We set up his books in QuickBooks Online with class tracking so income and expenses could be viewed by property. We also took over monthly bookkeeping and bill payment so the separation stayed clean going forward.
The Result
He is now fully compliant with New York's security deposit requirements. The trust account is maintained separately, and every deposit is documented and traceable to a specific tenant and unit. The dispute that triggered all of this was resolved quickly once he could show exactly where the money was.
Beyond the compliance fix, the property-level reporting changed how he thinks about his business. He discovered that one of his buildings was consistently more expensive to maintain than the others because of aging plumbing. He had been absorbing those costs without realizing how much they dragged down his overall margins. With that information, he adjusted his maintenance reserve for that building and started planning the capital improvement rather than reacting to emergencies quarter after quarter.
His monthly financial statements now show a clear picture of each property's performance. His accountant has everything needed for tax season without the usual back-and-forth, and he no longer worries about a tenant dispute turning into a legal problem because the money is where it is supposed to be.
Catering Business That Needed Numbers Before It Could Grow
The Problem
A catering business had doubled its revenue in two years but the owner felt like she was working harder with less to show for it. Her books were six months behind, she had no budget, and she was making purchasing decisions based on instinct rather than data.

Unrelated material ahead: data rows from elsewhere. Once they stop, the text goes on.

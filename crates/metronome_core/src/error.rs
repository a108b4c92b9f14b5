//! # Core Error Types
//!
//! The pacing protocol itself never returns errors: illegal calls in the
//! wrong state are ignored. Errors exist only at the edges, where
//! configuration is loaded.

use thiserror::Error;

/// Errors raised while loading or validating pacing configuration.
#[derive(Error, Debug, Clone, PartialEq, Eq)]
pub enum ConfigError {
    /// The TOML source could not be parsed.
    #[error("invalid pacing config: {0}")]
    Parse(String),

    /// A field holds a value the pacing protocol cannot operate with.
    #[error("invalid pacing config: {field} must be non-zero")]
    ZeroField {
        /// Name of the offending field.
        field: &'static str,
    },
}

/// Result type for core operations.
pub type CoreResult<T> = Result<T, ConfigError>;
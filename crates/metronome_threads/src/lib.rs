//! # METRONOME Threads
//!
//! The worker-thread layer: vsync source adapters, the thread entry loops
//! that drive a synchronization core, and the controllers that own the
//! whole arrangement.
//!
//! ```text
//! ┌────────────────────────── event thread ──────────────────────────┐
//! │            ThreadedController / CombinedController               │
//! │   initialise ∙ start ∙ pause ∙ resume ∙ stop ∙ replace_surface   │
//! └──────────────┬──────────────────┬──────────────────┬─────────────┘
//!                ▼                  ▼                  ▼
//!          update loop         render loop        vsync loop
//!        SceneEngine::update  SceneEngine::render  VsyncSource
//! ```
//!
//! Worker loops block only inside their core entry point; collaborator
//! calls (scene update/render, surface present, vsync wait) happen
//! outside the core's locks.

pub mod controller;
pub mod loops;
pub mod vsync;

pub use controller::{Collaborators, CombinedController, ThreadedController};
pub use vsync::{SoftwareTimer, VsyncSource, VsyncTick};
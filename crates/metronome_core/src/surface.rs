//! # Render Surface Collaborator
//!
//! The render target is opaque to the pacing core. It is owned exclusively
//! by the render role, except during a replacement rendezvous when
//! ownership of the new surface transfers through the sync core under its
//! lock.

/// An opaque render target driven by the render role.
///
/// All methods are invoked only from the render thread.
pub trait RenderSurface: Send {
    /// Called once when the render role takes ownership of the surface.
    fn start_render(&mut self);

    /// Prepares the surface for drawing. Returning false skips this
    /// frame's render (e.g. the surface is temporarily unavailable).
    fn pre_render(&mut self) -> bool;

    /// Presents the frame. `frame_delta_micros` is the time spent since
    /// the previous present, for surfaces that throttle internally.
    fn post_render(&mut self, frame_delta_micros: u64);

    /// Called when the render role releases the surface, either at
    /// shutdown or just before replacement.
    fn stop_render(&mut self);
}
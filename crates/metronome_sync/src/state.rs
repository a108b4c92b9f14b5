//! # Synchronization State Machine
//!
//! The single authoritative state of a synchronization core. There is one
//! copy, owned by the core and mutated only while holding the core's
//! primary lock (the update monitor).
//!
//! Legal transitions:
//!
//! ```text
//! STOPPED → INITIALISING → RUNNING ⇄ PAUSED
//!                          RUNNING ⇄ SLEEPING
//!    RUNNING/PAUSED/SLEEPING → REPLACING_SURFACE → (previous state)
//!    RUNNING/PAUSED          → STOPPED
//! ```
//!
//! Requests that do not match a legal edge are ignored: the protocol is
//! state-based, not edge-triggered.

/// Lifecycle state of a synchronization core.
#[derive(Clone, Copy, Debug, PartialEq, Eq, Hash)]
pub enum SyncState {
    /// Nothing running. The initial and final state.
    Stopped,
    /// Threads are being set up; the startup barrier has not released yet.
    Initialising,
    /// Frames are being produced in lock-step with vsync.
    Running,
    /// The event thread paused the core; the update role performs one
    /// bookkeeping pass and then parks.
    Paused,
    /// The scene reported nothing to animate for several consecutive
    /// frames; the update role is parked and the vsync role is paused.
    Sleeping,
    /// A surface replacement rendezvous is in flight (three-thread core
    /// only; the combined core uses a surface slot instead).
    ReplacingSurface,
}

impl SyncState {
    /// Whether `pause()` is legal from this state.
    #[must_use]
    pub fn can_pause(self) -> bool {
        matches!(self, Self::Running | Self::Sleeping)
    }

    /// Whether a surface replacement may begin from this state.
    #[must_use]
    pub fn can_replace_surface(self) -> bool {
        matches!(self, Self::Running | Self::Paused | Self::Sleeping)
    }
}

She wanted to hire two full-time kitchen staff and lease a larger prep space, but she had no idea if the business could actually support the added costs. Her bank asked for financial projections and she had nothing to give them.
What We Did
We caught up six months of bookkeeping and organized her financials so revenue, food costs, labor, and overhead were clearly separated. We set up her chart of accounts to reflect how a catering business actually operates, with categories for event-specific costs versus fixed overhead.
We then built a budget and a 12-month cash flow forecast that modeled the cost of the new hires and the lease. We showed her exactly what revenue level she needed to sustain the expansion without running into cash shortfalls.
The Result
The forecast revealed that the expansion was viable but only if she maintained her current booking pace through the slower winter months. She used the projection to negotiate a lease start date in spring when her revenue was strongest, giving her a few months of cushion before the quieter season.
She presented the full financial package to her bank and was approved for a small line of credit to cover upfront costs. The bank told her it was the first time a catering business had come in with that level of documentation.
She hired the two kitchen staff and moved into the larger space. Within six months, the increased capacity allowed her to take on larger events she had been turning away. Her revenue grew another 30 percent that year. We continue to handle her books monthly and update the cash flow forecast quarterly so she always knows where she stands and can plan the next move with confidence instead of guesswork.